Pasos contra las bombas de racimo
Por José A. Fernández Carrasco (*)
Ochenta y dos países han firmado la Declaración de Wellington para la prohibición de las bombas de racimo. Sin embargo, ha faltado la rúbrica de países como EEUU, Israel, China y Rusia, principales fabricantes y usuarios de estos “asesinos silenciosos” que han causado la muerte a más de 100.000 personas, un 98% de ellos civiles, la mayoría niños.
Cada vez son más los Estados que comprenden que las bombas de racimo deben ser eliminadas. En esta reunión, la penúltima del Proceso de Oslo, más de 30 países se han sumado a la iniciativa. Las bombas de racimo fueron creadas durante la Guerra Fría para utilizarse contra las columnas blindadas del Pacto de Varsovia en las llanuras centroeuropeas. Desde entonces los ejércitos las defienden como “opción legítima” contra enemigos, infraestructuras y vehículos blindados. Pero en realidad son armas de destrucción masiva. Su único objetivo es matar, mutilar y humillar. Las utilizan cerca de la población civil y cada artefacto contiene cientos de submuniciones que se expanden en una superficie similar a cuatro campos de fútbol; hasta un 30% de ellas fallan, quedan sembradas en la tierra y son las que ocasionan la mayoría de las muertes. Además, sus colores y formas llamativos hacen que parezcan juguetes y cajas de ayuda humanitaria, dejando a quienes las ven, sobre todo niños, a merced de su curiosidad.
Son demasiados los países y ejércitos que con la fabricación, el uso y la venta de las bombas de racimo arrinconan, sin ley ni orden que les detenga, el Derecho Internacional. Más de 30 países las fabrican, las venden a alrededor de 70 Estados y ya han sido utilizadas en múltiples conflictos armados. Se ha comprobado en Kosovo, Afganistan, Irak, y Líbano, entre otros: no sólo ignoran la máxima que exige proporcionalidad entre medios y fines, sino que violan el principio de discriminación entre civiles y militares.
En mayo se aprobará el tratado definitivo en Dublín. Debería seguir en la línea de la Declaración de Wellington, cuyos objetivos son la prohibición de las bombas de racimo y la consecuente destrucción de arsenales, la asistencia a las víctimas y la limpieza de los territorios contaminados.

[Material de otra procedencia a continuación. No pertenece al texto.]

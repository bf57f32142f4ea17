//! Session orchestration for the unit build planner.
//!
//! This crate wires the reference data, the calculation engine and saved
//! builds into a session API. Consumers create a [`Session`] to edit a build
//! and read back its stats and SP cost.
//!
//! Modules are organized by responsibility:
//! - [`session`] hosts the editing session
//! - [`api`] exposes the error types downstream clients interact with
//! - [`oracle`] and [`repository`] provide data adapters reused by other crates
pub mod api;
pub mod oracle;
pub mod repository;
pub mod session;

pub use api::{Result, RuntimeError};
pub use oracle::OracleManager;
pub use repository::{
    BuildRepository, FileStore, InMemoryStore, KeyValueStore, RepositoryError, USER_BUILDS_KEY,
    UnitBuilds,
};
pub use session::Session;
//! Saved user builds, grouped by unit.
//!
//! Every saved build lives in one JSON document under a single store key:
//!
//! ```text
//! { "<unit>": { "<build name>": { "Boon": "Atk", "Weapon": "...", ... } } }
//! ```

use std::collections::BTreeMap;
use std::sync::Arc;

use planner_core::BuildRecord;

use super::error::Result;
use super::traits::KeyValueStore;

/// Store key holding every saved build.
pub const USER_BUILDS_KEY: &str = "inheritance-tool.userBuilds";

/// Builds saved for one unit, keyed by build name.
pub type UnitBuilds = BTreeMap<String, BuildRecord>;

type AllBuilds = BTreeMap<String, UnitBuilds>;

/// Repository of user builds on top of a [`KeyValueStore`].
#[derive(Clone)]
pub struct BuildRepository {
    store: Arc<dyn KeyValueStore>,
}

impl BuildRepository {
    pub fn new(store: Arc<dyn KeyValueStore>) -> Self {
        Self { store }
    }

    /// Reads the whole document. Absent or unreadable data is empty.
    fn read_all(&self) -> AllBuilds {
        let raw = match self.store.get(USER_BUILDS_KEY) {
            Ok(Some(raw)) => raw,
            Ok(None) => return AllBuilds::new(),
            Err(err) => {
                tracing::warn!(%err, "saved builds unavailable");
                return AllBuilds::new();
            }
        };
        serde_json::from_str(&raw).unwrap_or_else(|err| {
            tracing::warn!(%err, "saved builds are corrupt; starting empty");
            AllBuilds::new()
        })
    }

    fn write_all(&self, builds: &AllBuilds) -> Result<()> {
        let raw = serde_json::to_string(builds)?;
        self.store.set(USER_BUILDS_KEY, &raw)
    }

    /// Saved builds of `unit`, by name.
    pub fn list(&self, unit: &str) -> UnitBuilds {
        self.read_all().remove(unit).unwrap_or_default()
    }

    /// Units that have at least one saved build.
    pub fn units(&self) -> Vec<String> {
        self.read_all().into_keys().collect()
    }

    pub fn load(&self, unit: &str, name: &str) -> Option<BuildRecord> {
        self.list(unit).remove(name)
    }

    /// Inserts or replaces a build.
    pub fn save(&self, unit: &str, name: &str, record: BuildRecord) -> Result<()> {
        let mut builds = self.read_all();
        builds
            .entry(unit.to_owned())
            .or_default()
            .insert(name.to_owned(), record);
        self.write_all(&builds)?;
        tracing::info!(unit, build = name, "saved build");
        Ok(())
    }

    /// Removes a build. Returns whether it existed.
    pub fn delete(&self, unit: &str, name: &str) -> Result<bool> {
        let mut builds = self.read_all();
        let Some(unit_builds) = builds.get_mut(unit) else {
            return Ok(false);
        };
        if unit_builds.remove(name).is_none() {
            return Ok(false);
        }
        if unit_builds.is_empty() {
            builds.remove(unit);
        }
        self.write_all(&builds)?;
        tracing::info!(unit, build = name, "deleted build");
        Ok(true)
    }
}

Según la Coalición contra las Municiones de Racimo, aún hay hasta 132 millones de bombas activadas, lo que pone en peligro a cuatrocientos millones de personas que viven en Camboya, Laos, Líbano y Sierra Leona, entre otras zonas. Ante algo tan atroz, no caben medias tintas, y mucho menos actitudes tan hipócritas como la que han mostrado algunos Estados. Es el caso de Francia, Japón, Alemania y España, que acumulan grandes arsenales y han intentado que prevalezcan sus intereses. Es inaceptable que después de tantos años de lucha y esfuerzo se pretenda que la prohición sea compatible con excepciones o con períodos de transición para hacer “liquidaciones”. Menos aún con la idea de que se puedan seguir produciendo y utilizando en las relaciones con países que no formen parte del tratado.
Sin embargo, lo más preocupante es la postura de los países que se niegan a negociar el tratado. Para EEUU, Israel, China y Pakistán, entre otros, las bombas de racimo son un negocio. Los seis mayores fabricantes de estas armas -Lockheed Martin, EADS, Thales, GenCorp, Textron y Raytheon-, ingresaron unos 12.600 millones de dólares de seis grupos financieros entre 2003 y 2006. A éstos cabe sumar los fondos aportados por otras sesenta entidades y bancos internacionales.
Todos los Estados deberían ser conscientes de la necesidad de aprovechar la oportunidad creada en Wellington, para prevenir más muertes y asistir a las víctimas. Tienen los medios y también referentes con los que guiarse. El Tratado de Ottawa, aprobado en 1997, acabó con la proliferación de minas antipersona. Países como Bélgica y Noruega han hecho grandes esfuerzos por prohibir la llamada “lluvia de acero”. En América Latina y África también son muchos los Estados que luchan contra ella y reclaman ser zonas libres de éstos artefactos. Cuando existe una oportunidad, está ahí para aprovecharla. Paso a paso, codo con codo.